Since Kurdish Iranian Amini, 22, died in detention on September 16 as a result of her arrest for allegedly breaking Iran’s severe dress code for women, civil unrest in the Islamic Republic has been raging.
With the most recent sentences, which are still subject to appeal, there have already been 17 people executed in connection with the nearly four-month-long protests.
Six people who were given the death penalty have been granted retrials, and there have been four executions.
According to the judiciary’s Mizan Online news website, Saleh Mirhashemi, Majid Kazemi, and Saeed Yaghoubi were found guilty of “moharebeh,” or waging “war against God,” and were therefore given death sentences.
They were also all found guilty of being members of a criminal organisation with the goal to undermine national security, a crime punishable by a 10-year prison sentence.
For the event that resulted in the deaths of the three security force members in the central Iranian province of Isfahan on November 16, two additional people received prison sentences, according to Mizan.
Amir Nasr-Azadani, a professional football player, is one of them.

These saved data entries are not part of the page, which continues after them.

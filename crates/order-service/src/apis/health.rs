//! Health, readiness and metrics endpoints.

use crate::server::AppState;
use axum::{extract::State, http::StatusCode, response::Json};
use order_types::HealthResponse;

const METRICS_BODY: &str = "# Order service metrics\norder_service_up 1\n";

/// Handles GET /health requests. Always healthy while the process serves.
pub async fn health(State(state): State<AppState>) -> Json<HealthResponse> {
	Json(HealthResponse {
		status: "healthy".to_string(),
		service: state.service_name,
		error: None,
	})
}

/// Handles GET /ready requests by probing the store.
pub async fn ready(State(state): State<AppState>) -> (StatusCode, Json<HealthResponse>) {
	match state.engine.health_check().await {
		Ok(()) => (
			StatusCode::OK,
			Json(HealthResponse {
				status: "ready".to_string(),
				service: state.service_name,
				error: None,
			}),
		),
		Err(e) => {
			tracing::warn!(error = %e, "Readiness check failed");
			(
				StatusCode::SERVICE_UNAVAILABLE,
				Json(HealthResponse {
					status: "not ready".to_string(),
					service: state.service_name,
					error: Some("database connection failed".to_string()),
				}),
			)
		},
	}
}

/// Handles GET /metrics requests.
pub async fn metrics() -> &'static str {
	METRICS_BODY
}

He was sentenced to a total of 26 years in prison on three separate counts, including helping with “moharebeh.”
But according to Iranian law, he must serve them simultaneously, which would put him in jail for 16 years, it claimed.
Nasr-case Azadani’s and the possibility that he may receive a death sentence had alarmed people abroad, particularly FIFPRO, the international association of professional footballers.
According to Mizan, any of the punishments handed down might be challenged in front of the national supreme court.
Iranian officials refer to the protests, which they typically refer to as “riots,” as having resulted in hundreds of deaths and thousands of arrests, including security personnel.
Tehran charges opposition organisations and hostile foreign nations with inciting the turmoil.
Ayatollah Ali Khamenei, the supreme leader of Iran, reportedly told an audience in Tehran on Monday that the aim of those involved in the riots was to undermine rather than strengthen the nation.
The turmoil, according to Khamenei, was caused by “economic and livelihood concerns,” but he insisted that “burning trash cans and rioting in the streets” were unacceptable solutions.
He continued, “There is no doubt that these actions constitute treason, and the accountable institutions treat treason seriously and fairly.
Iran killed Mohammad Mehdi Karami and Seyed Mohammad Hosseini on Saturday for the murder of a paramilitary force member in Karaj, west of Tehran, in November.
Global outcry over the murders has led to additional Sanctions imposed against Tehran.
Pope Francis called on Monday to abolish the death penalty everywhere, including in Iran.
“The death penalty cannot be used for a claimed state justice,” he stated. “It neither serves as a deterrence nor does it provide justice to victims; it only feeds the desire for retribution.”
Amnesty International, a rights organization based in London, claims that with at least 314 executions scheduled for 2021, Iran will utilise the death sentence the second most behind China.